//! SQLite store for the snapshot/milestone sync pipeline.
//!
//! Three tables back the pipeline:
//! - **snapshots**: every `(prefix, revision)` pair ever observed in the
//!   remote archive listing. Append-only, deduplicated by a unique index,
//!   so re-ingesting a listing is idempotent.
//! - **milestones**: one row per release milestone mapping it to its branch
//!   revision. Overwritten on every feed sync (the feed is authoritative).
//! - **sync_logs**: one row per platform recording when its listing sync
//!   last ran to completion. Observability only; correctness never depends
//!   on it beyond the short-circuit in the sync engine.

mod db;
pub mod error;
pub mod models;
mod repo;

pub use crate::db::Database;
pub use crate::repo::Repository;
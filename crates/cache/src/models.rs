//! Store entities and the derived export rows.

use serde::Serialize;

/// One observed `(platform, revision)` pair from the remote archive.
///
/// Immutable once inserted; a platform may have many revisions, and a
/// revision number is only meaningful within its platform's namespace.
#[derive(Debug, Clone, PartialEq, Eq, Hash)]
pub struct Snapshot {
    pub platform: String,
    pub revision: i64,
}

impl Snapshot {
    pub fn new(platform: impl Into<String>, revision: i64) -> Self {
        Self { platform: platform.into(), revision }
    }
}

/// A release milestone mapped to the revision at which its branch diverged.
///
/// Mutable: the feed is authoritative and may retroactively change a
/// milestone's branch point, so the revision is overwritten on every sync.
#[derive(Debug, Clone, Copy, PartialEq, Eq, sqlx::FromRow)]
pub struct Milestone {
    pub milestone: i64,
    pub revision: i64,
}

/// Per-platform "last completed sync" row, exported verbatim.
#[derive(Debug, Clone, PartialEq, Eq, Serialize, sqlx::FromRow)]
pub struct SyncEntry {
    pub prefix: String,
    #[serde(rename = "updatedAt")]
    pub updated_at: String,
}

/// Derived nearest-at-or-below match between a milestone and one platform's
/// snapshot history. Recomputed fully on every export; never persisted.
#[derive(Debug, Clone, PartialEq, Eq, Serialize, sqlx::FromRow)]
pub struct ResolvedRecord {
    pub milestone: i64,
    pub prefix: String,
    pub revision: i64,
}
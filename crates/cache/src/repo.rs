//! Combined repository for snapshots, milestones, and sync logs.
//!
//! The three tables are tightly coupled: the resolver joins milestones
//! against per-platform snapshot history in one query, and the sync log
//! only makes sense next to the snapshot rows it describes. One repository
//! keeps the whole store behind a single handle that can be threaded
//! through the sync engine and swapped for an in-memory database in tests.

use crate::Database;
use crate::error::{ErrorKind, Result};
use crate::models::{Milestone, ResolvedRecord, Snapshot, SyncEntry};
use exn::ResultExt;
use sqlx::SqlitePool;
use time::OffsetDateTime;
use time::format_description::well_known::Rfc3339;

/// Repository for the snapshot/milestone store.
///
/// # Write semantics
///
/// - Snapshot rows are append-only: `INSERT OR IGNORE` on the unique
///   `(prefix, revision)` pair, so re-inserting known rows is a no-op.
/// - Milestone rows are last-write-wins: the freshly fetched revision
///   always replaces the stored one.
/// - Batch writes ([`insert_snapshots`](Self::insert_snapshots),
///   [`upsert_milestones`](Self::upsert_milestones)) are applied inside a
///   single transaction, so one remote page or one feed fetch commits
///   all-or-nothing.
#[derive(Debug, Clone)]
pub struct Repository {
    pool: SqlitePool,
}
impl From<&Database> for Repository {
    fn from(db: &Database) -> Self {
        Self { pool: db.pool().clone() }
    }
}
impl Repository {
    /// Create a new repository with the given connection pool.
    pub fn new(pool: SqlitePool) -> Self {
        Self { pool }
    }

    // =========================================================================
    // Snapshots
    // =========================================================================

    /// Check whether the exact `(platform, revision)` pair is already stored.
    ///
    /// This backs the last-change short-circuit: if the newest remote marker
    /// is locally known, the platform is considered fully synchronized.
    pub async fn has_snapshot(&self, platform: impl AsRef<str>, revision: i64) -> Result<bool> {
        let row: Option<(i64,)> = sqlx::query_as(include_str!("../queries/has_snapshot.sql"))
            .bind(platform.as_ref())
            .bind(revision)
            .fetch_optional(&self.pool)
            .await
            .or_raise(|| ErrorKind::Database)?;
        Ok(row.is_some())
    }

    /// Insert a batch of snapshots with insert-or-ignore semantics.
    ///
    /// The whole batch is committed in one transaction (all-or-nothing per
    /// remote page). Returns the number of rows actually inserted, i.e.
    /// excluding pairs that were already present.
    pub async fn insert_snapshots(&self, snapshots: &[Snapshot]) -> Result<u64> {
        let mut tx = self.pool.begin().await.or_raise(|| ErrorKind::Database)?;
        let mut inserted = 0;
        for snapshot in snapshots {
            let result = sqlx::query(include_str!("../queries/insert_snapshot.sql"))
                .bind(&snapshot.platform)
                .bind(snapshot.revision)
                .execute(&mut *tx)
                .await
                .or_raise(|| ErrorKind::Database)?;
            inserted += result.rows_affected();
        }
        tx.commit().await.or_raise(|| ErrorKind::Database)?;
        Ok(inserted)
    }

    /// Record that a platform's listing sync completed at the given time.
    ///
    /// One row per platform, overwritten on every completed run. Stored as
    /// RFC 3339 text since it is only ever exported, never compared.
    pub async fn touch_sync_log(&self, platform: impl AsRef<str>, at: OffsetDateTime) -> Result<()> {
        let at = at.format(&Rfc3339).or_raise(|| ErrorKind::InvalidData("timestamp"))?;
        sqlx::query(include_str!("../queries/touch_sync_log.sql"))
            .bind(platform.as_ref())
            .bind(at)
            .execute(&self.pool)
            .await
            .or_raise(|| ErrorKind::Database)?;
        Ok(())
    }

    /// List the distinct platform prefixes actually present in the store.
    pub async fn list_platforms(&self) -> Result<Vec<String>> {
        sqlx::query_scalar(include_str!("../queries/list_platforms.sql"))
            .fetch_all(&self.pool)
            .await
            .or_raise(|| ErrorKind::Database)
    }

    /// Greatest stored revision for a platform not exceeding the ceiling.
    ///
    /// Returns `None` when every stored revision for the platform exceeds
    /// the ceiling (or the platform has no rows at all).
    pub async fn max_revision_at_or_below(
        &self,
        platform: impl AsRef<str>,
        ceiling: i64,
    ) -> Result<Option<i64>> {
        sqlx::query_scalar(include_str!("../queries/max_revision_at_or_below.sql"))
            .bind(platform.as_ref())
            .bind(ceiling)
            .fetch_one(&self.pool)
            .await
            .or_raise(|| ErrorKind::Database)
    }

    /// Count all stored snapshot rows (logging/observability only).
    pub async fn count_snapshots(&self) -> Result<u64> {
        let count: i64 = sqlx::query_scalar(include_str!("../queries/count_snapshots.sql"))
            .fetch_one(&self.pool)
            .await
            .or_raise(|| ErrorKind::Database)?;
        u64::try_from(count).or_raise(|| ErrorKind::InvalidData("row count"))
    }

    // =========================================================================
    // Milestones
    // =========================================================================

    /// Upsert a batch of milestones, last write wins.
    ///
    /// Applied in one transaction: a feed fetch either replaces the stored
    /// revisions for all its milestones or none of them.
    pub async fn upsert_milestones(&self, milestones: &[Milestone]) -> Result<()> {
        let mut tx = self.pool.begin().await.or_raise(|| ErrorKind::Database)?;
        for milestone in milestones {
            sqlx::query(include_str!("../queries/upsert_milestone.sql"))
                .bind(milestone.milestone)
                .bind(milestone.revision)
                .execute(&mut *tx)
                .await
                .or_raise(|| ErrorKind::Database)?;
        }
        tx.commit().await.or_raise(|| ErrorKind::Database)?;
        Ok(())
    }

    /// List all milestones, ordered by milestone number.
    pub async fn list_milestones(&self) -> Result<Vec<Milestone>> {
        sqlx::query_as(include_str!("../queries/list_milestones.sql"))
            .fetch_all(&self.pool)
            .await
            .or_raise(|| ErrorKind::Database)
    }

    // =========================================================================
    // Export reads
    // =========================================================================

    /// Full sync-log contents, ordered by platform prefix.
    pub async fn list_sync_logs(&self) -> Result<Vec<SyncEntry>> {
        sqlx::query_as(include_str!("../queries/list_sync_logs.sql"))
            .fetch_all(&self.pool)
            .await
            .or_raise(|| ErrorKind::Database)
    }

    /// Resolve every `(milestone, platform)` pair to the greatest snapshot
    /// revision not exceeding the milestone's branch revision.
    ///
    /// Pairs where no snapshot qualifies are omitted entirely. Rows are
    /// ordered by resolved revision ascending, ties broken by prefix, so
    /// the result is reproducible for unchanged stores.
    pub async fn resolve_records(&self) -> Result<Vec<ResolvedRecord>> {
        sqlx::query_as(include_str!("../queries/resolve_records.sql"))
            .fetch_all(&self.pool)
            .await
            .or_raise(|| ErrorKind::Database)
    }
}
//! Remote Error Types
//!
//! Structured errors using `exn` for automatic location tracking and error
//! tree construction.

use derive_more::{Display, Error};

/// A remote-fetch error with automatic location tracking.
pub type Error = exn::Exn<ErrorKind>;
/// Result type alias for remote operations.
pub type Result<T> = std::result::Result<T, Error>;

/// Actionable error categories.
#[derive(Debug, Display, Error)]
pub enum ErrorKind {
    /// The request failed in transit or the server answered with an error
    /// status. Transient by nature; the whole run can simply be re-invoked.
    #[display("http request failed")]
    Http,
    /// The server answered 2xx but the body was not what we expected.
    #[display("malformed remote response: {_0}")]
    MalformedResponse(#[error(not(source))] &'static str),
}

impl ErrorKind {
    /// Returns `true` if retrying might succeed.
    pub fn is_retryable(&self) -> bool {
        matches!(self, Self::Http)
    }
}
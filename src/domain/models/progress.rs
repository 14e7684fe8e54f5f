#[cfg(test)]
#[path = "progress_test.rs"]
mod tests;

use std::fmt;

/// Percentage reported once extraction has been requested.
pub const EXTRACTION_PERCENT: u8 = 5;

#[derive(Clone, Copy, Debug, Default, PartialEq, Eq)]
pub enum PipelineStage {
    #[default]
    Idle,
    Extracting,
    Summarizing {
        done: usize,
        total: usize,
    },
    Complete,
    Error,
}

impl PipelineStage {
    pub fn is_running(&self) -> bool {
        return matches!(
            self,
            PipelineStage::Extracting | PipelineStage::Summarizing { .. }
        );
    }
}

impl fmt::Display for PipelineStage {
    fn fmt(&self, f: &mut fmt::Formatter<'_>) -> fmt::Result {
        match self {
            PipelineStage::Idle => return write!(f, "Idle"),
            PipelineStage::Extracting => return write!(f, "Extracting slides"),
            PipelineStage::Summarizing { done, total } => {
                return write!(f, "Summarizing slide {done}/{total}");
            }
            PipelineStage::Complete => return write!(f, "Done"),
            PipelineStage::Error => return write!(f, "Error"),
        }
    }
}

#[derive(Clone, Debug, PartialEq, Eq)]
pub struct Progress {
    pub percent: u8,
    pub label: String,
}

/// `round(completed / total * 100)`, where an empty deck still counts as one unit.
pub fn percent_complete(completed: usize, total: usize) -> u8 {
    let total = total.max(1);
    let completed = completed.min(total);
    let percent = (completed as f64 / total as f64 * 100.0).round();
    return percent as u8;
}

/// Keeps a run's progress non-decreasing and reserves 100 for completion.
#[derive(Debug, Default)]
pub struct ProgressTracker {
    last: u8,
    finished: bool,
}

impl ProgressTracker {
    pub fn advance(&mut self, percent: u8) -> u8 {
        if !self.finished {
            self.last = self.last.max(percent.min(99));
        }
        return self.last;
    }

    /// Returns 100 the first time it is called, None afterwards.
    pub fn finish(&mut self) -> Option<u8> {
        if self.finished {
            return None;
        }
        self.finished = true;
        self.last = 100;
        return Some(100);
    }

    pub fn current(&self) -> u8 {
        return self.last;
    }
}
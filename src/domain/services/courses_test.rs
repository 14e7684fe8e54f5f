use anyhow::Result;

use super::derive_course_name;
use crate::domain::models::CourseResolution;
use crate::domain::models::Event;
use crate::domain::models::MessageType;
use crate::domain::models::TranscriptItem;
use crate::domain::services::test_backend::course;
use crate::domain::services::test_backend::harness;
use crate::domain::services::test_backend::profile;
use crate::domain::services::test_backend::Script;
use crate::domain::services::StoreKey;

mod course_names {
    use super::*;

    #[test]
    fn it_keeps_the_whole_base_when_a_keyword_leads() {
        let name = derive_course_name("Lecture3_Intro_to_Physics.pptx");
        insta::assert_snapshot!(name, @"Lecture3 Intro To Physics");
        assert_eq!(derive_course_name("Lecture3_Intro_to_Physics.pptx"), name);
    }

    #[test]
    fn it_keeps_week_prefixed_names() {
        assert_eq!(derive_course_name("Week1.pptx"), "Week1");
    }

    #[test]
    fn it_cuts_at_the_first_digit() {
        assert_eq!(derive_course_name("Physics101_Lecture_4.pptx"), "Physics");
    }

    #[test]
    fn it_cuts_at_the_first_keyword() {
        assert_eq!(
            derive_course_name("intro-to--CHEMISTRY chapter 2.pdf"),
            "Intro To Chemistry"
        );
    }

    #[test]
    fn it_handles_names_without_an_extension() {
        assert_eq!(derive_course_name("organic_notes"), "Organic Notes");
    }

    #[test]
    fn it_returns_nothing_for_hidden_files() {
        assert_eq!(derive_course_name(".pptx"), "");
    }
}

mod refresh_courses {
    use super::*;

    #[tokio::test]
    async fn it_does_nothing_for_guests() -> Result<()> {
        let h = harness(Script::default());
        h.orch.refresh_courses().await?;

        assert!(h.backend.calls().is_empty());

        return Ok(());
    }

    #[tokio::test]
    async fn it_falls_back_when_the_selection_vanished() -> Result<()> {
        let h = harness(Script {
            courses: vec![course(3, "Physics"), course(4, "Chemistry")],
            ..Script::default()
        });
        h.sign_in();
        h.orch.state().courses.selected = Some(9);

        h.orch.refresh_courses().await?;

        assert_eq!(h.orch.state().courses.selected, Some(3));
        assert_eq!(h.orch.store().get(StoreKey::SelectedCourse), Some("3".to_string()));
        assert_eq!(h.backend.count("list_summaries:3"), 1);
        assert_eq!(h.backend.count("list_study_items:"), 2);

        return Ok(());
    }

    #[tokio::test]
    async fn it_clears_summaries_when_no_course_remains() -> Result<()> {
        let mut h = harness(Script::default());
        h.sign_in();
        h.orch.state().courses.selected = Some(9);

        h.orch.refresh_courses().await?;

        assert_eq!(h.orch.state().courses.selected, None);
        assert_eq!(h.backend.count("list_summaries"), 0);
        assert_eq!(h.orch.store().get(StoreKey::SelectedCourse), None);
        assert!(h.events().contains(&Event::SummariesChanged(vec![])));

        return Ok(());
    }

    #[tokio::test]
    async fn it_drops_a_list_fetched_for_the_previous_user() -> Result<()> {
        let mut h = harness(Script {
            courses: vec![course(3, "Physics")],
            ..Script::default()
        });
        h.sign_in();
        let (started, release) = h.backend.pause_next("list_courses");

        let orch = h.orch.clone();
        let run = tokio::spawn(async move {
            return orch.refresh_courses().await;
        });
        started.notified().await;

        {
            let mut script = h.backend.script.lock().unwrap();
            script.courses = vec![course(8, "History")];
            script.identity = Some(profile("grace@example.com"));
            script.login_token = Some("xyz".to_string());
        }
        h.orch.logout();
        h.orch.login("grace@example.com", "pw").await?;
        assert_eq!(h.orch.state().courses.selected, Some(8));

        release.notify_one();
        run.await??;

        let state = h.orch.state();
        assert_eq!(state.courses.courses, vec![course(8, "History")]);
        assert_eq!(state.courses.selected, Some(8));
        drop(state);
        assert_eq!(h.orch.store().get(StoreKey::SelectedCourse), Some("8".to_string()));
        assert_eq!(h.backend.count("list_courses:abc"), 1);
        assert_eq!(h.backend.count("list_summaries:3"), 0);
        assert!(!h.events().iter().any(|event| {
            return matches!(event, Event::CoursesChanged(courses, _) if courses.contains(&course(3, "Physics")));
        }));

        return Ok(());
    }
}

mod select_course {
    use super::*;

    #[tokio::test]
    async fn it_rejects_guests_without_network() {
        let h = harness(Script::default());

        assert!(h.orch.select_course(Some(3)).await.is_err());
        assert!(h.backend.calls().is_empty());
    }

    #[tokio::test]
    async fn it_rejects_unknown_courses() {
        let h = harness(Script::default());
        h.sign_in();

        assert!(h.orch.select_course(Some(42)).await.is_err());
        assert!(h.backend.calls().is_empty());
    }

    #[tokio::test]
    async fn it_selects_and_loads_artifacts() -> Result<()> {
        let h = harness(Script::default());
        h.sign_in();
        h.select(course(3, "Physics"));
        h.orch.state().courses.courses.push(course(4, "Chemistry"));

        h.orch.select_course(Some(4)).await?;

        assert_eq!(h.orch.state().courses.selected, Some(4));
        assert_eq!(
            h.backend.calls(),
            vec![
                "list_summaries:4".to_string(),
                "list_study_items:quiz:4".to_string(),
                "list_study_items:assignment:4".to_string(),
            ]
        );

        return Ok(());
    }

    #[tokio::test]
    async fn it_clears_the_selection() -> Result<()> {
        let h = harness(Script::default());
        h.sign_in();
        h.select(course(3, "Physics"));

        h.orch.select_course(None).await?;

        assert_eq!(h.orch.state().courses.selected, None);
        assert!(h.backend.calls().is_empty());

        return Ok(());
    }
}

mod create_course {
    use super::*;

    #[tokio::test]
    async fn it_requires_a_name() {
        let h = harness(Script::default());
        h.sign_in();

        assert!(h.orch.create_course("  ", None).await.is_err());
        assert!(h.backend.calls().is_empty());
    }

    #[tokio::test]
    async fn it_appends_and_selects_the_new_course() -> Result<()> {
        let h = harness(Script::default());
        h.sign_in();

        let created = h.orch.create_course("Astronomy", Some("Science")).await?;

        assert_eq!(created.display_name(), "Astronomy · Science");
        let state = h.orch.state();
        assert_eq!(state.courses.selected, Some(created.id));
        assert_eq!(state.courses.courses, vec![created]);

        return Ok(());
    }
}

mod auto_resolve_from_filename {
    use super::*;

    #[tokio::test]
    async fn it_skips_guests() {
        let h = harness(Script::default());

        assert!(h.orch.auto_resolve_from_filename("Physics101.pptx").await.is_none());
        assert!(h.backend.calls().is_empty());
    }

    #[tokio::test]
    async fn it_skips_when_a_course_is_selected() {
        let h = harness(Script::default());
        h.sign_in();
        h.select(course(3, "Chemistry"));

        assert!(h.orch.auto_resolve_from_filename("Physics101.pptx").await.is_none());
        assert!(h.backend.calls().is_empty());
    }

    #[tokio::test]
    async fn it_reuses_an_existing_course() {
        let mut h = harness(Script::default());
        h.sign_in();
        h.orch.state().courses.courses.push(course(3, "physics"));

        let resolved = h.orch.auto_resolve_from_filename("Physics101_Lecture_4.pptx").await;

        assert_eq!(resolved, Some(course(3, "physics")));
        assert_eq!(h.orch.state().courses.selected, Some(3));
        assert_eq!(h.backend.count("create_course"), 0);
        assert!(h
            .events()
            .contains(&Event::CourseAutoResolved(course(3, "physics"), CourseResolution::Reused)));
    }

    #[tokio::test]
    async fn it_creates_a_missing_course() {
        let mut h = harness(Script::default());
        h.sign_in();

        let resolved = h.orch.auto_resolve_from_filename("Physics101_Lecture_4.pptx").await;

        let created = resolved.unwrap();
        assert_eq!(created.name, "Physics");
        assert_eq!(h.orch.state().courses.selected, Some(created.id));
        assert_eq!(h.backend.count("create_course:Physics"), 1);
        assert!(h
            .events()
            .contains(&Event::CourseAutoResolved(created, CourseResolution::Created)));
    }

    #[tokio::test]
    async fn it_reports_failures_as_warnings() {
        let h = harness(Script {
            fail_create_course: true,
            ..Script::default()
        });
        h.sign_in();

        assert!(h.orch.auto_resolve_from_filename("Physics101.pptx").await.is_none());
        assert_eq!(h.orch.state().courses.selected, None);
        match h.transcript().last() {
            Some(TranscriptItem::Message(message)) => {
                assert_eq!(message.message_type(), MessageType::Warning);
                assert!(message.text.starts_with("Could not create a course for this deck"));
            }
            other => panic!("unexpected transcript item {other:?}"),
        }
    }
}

• • • •

Please write out, exactly as they appear above, only the lines in the stretch from the line with "let row: Option<(i64,)>" through the line with "pub async fn insert_snapshots(&self, snapshots: &[Snapshot])".

        let row: Option<(i64,)> = sqlx::query_as(include_str!("../queries/has_snapshot.sql"))
            .bind(platform.as_ref())
            .bind(revision)
            .fetch_optional(&self.pool)
            .await
            .or_raise(|| ErrorKind::Database)?;
        Ok(row.is_some())
    }

    /// Insert a batch of snapshots with insert-or-ignore semantics.
    ///
    /// The whole batch is committed in one transaction (all-or-nothing per
    /// remote page). Returns the number of rows actually inserted, i.e.
    /// excluding pairs that were already present.
    pub async fn insert_snapshots(&self, snapshots: &[Snapshot]) -> Result<u64> {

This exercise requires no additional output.